Walking is an important functional goal for individuals with MS. Gait abnormalities can often present early in MS without obvious functional impairment [33
]. Despite this observation, very little research has focused on the details of what may be contributing to these gait problems. Perhaps this is because in MS the clinical gold standard has been to use rating scales or timed walk tests to evaluate global problems with walking [2
]. However, our data show that we can measure lower extremity vibration sensation and strength in a more quantitative fashion than what has been done in the past and that these functions are deficient relative to a control cohort. Previous studies have shown that poor sensation and poor strength result in an increased number of falls and slower walking speeds in individuals with MS [35
]. As such, our results provide a basis for future studies to evaluate walking in relation to quantitative sensory and motor impairments. We propose that the tools in this study have the potential to assist in predicting who might have future ambulation problems and therefore allow us to intervene earlier with strategic rehabilitation approaches and MS drug therapies.

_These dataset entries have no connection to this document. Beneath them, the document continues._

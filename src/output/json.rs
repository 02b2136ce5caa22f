//! JSON run summary
//!
//! `summary.json` sits next to `latency.csv` and records how the numbers were
//! produced: host, timing, effective configuration (secrets are never
//! serialized), the exact commands, per-trial rows, and which trials or
//! workers failed.

use crate::config::Config;
use crate::metrics::{MetricRow, ReportTable, TrailerLayout, TRAILER_FORMAT_VERSION};
use crate::Result;
use anyhow::Context;
use chrono::{DateTime, Local};
use serde::{Deserialize, Serialize};
use std::fs::File;
use std::io::BufWriter;
use std::path::{Path, PathBuf};
use std::time::Duration;

/// Duration with both microseconds and human-readable format
#[derive(Debug, Clone, PartialEq, Serialize, Deserialize)]
pub struct JsonDuration {
    pub micros: u64,
    pub human: String,
}

impl JsonDuration {
    pub fn from_duration(d: Duration) -> Self {
        let micros = d.as_micros() as u64;
        let human = format_duration_human(d);
        Self { micros, human }
    }
}

/// Run information
#[derive(Debug, Clone, Serialize)]
pub struct JsonRunInfo {
    #[serde(skip_serializing_if = "Option::is_none")]
    pub hostname: Option<String>,
    pub start_time: String,
    #[serde(skip_serializing_if = "Option::is_none")]
    pub end_time: Option<String>,
    #[serde(skip_serializing_if = "Option::is_none")]
    pub duration: Option<JsonDuration>,
    pub trailer: TrailerLayout,
    pub trailer_format_version: u32,
    pub master_command: String,
    #[serde(skip_serializing_if = "Option::is_none")]
    pub worker_command: Option<String>,
    pub config: Config,
}

/// A measured trial that produced no row
#[derive(Debug, Clone, PartialEq, Serialize, Deserialize)]
pub struct JsonFailedTrial {
    pub trial: usize,
    pub reason: String,
}

/// A worker launch that failed during a measured trial
#[derive(Debug, Clone, PartialEq, Serialize, Deserialize)]
pub struct JsonWorkerFailure {
    pub trial: usize,
    pub host: String,
    pub reason: String,
}

/// Complete run summary
#[derive(Debug, Clone, Serialize)]
pub struct RunSummary {
    pub run_info: JsonRunInfo,
    pub output_dir: PathBuf,
    pub measured_trials: usize,
    pub rows: Vec<MetricRow>,
    #[serde(skip_serializing_if = "Option::is_none")]
    pub average: Option<MetricRow>,
    pub failed_trials: Vec<JsonFailedTrial>,
    pub worker_failures: Vec<JsonWorkerFailure>,
}

impl RunSummary {
    /// Empty summary for a run that is about to start
    pub fn new(run_info: JsonRunInfo, output_dir: PathBuf, measured_trials: usize) -> Self {
        Self {
            run_info,
            output_dir,
            measured_trials,
            rows: Vec::new(),
            average: None,
            failed_trials: Vec::new(),
            worker_failures: Vec::new(),
        }
    }

    /// Fill rows and average from the finalized table
    pub fn set_report(&mut self, table: &ReportTable) {
        self.rows = table.trials().to_vec();
        self.average = Some(table.average().clone());
    }

    /// Record the end of the run
    pub fn finish(&mut self, end_time: DateTime<Local>, duration: Duration) {
        self.run_info.end_time = Some(end_time.to_rfc3339());
        self.run_info.duration = Some(JsonDuration::from_duration(duration));
    }

    /// Number of measured trials that produced a row
    pub fn successful_trials(&self) -> usize {
        self.rows.len()
    }
}

/// Build JsonRunInfo
pub fn build_run_info(
    hostname: Option<String>,
    start_time: DateTime<Local>,
    config: &Config,
    master_command: String,
    worker_command: Option<String>,
) -> JsonRunInfo {
    JsonRunInfo {
        hostname,
        start_time: start_time.to_rfc3339(),
        end_time: None,
        duration: None,
        trailer: config.run.trailer,
        trailer_format_version: TRAILER_FORMAT_VERSION,
        master_command,
        worker_command,
        config: config.clone(),
    }
}

/// Hostname of the machine running the master, if it can be determined
pub fn local_hostname() -> Option<String> {
    hostname::get().ok().and_then(|h| h.into_string().ok())
}

/// Write JSON output to file
pub fn write_json_output(output_path: &Path, summary: &RunSummary, pretty: bool) -> Result<()> {
    let file = File::create(output_path)
        .with_context(|| format!("Failed to create summary file: {}", output_path.display()))?;
    let writer = BufWriter::new(file);

    if pretty {
        serde_json::to_writer_pretty(writer, summary)?;
    } else {
        serde_json::to_writer(writer, summary)?;
    }

    Ok(())
}

/// Format duration in human-readable format
fn format_duration_human(d: Duration) -> String {
    let micros = d.as_micros() as u64;

    if micros == 0 {
        return "0µs".to_string();
    }

    if micros < 1000 {
        format!("{}µs", micros)
    } else if micros < 1_000_000 {
        format!("{:.3}ms", micros as f64 / 1000.0)
    } else if micros < 60_000_000 {
        format!("{:.3}s", micros as f64 / 1_000_000.0)
    } else if micros < 3_600_000_000 {
        format!("{:.2}m", micros as f64 / 60_000_000.0)
    } else {
        format!("{:.2}h", micros as f64 / 3_600_000_000.0)
    }
}

#[cfg(test)]
mod tests {
    use super::*;
    use crate::metrics::TrialAggregator;
    use chrono::TimeZone;
    use tempfile::TempDir;

    fn summary(config: &Config) -> RunSummary {
        let start = Local.with_ymd_and_hms(2024, 5, 1, 12, 0, 0).unwrap();
        let info = build_run_info(
            Some("bench-host".to_string()),
            start,
            config,
            "./main inference".to_string(),
            None,
        );
        RunSummary::new(info, PathBuf::from("/tmp/out"), 2)
    }

    #[test]
    fn test_format_duration_human() {
        assert_eq!(format_duration_human(Duration::ZERO), "0µs");
        assert_eq!(format_duration_human(Duration::from_micros(250)), "250µs");
        assert_eq!(format_duration_human(Duration::from_millis(1500)), "1.500s");
        assert_eq!(format_duration_human(Duration::from_secs(90)), "1.50m");
    }

    #[test]
    fn test_summary_contents() {
        let mut config = Config::default();
        config.cluster.ssh.password = Some("hunter2".to_string());

        let mut agg = TrialAggregator::new();
        agg.add(MetricRow::from_values("Test 0", &[100.0, 60.0, 40.0]).unwrap()).unwrap();
        agg.add(MetricRow::from_values("Test 1", &[120.0, 70.0, 50.0]).unwrap()).unwrap();
        let table = agg.finalize().unwrap();

        let mut summary = summary(&config);
        summary.set_report(&table);
        summary.failed_trials.push(JsonFailedTrial {
            trial: 2,
            reason: "missing trailer".to_string(),
        });
        summary.finish(Local::now(), Duration::from_secs(3));

        let dir = TempDir::new().unwrap();
        let path = dir.path().join("summary.json");
        write_json_output(&path, &summary, true).unwrap();

        let text = std::fs::read_to_string(&path).unwrap();
        assert!(!text.contains("hunter2"));

        let value: serde_json::Value = serde_json::from_str(&text).unwrap();
        assert_eq!(value["run_info"]["hostname"], "bench-host");
        assert_eq!(value["run_info"]["trailer"], "basic");
        assert_eq!(value["run_info"]["trailer_format_version"], 1);
        assert_eq!(value["run_info"]["duration"]["human"], "3.000s");
        assert!(value["run_info"].get("worker_command").is_none());
        assert_eq!(value["rows"].as_array().unwrap().len(), 2);
        assert_eq!(value["average"]["label"], "Test Avg");
        assert_eq!(value["average"]["generation_time"], 110.0);
        assert_eq!(value["failed_trials"][0]["trial"], 2);
        assert_eq!(summary.successful_trials(), 2);
    }

    #[test]
    fn test_summary_without_report_omits_average() {
        let summary = summary(&Config::default());
        let value = serde_json::to_value(&summary).unwrap();
        assert!(value.get("average").is_none());
        assert!(value["run_info"].get("end_time").is_none());
    }
}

There are several limitations to our study. We performed a cross-sectional study which does not allow for definitive conclusions about the sensitivity and validity of the quantitative devices used over time. To address this we plan to use baseline values from this study in a prospective, longitudinal study. Our measure of vibration sensation is valid and more objective than the tuning fork; however, the Vibratron device can only be used for testing at the great toe and index finger. Ideally, one would like to evaluate vibration sensation at multiple points. Our measure of strength is valid and objective [8
]; however, we only tested two muscle actions. We chose ankle dorsiflexion and hip flexion strength because clinically these are common sites of weakness in MS. Also, this accounts for proximal and distal impairments, both of which are important in walking [8
]. Lastly, quantitative strength testing methods requires examiners to be trained for proper testing technique and assumes the patient is participating with their full effort. To control for this we had one experienced tester (K.M.Z.) train and monitor all testers using the same testing technique.
Abnormalities of sensation and strength are common deficits that affect many people who suffer from MS. Our data demonstrate that we can quantify abnormalities in vibration sensation and strength in MS and distinguish differences among MS subtypes and controls using clinically accessible tools. More broadly, this study shows that sensory and motor impairments can be measured using the Vibratron device and a hand-held dynamometer. We suggest that these tools could be used to evaluate impairments in the upper extremity as well as the lower extremity. Our impairment data strongly correlated with the commonly used EDSS and T25FW, and detected abnormalities in up to 32% of MS subjects with “normal” sensory and pyramidal FSS. These observations support the notion that the Vibratron device and hand-held dynamometer have the potential to be used as outcome measures in future MS clinical trials of neurorehabilitative and neuroreparative interventions. Use of these tools in a longitudinal study would allow for the quantification of early deficits and improve prediction of future changes in functional measures such as ambulation.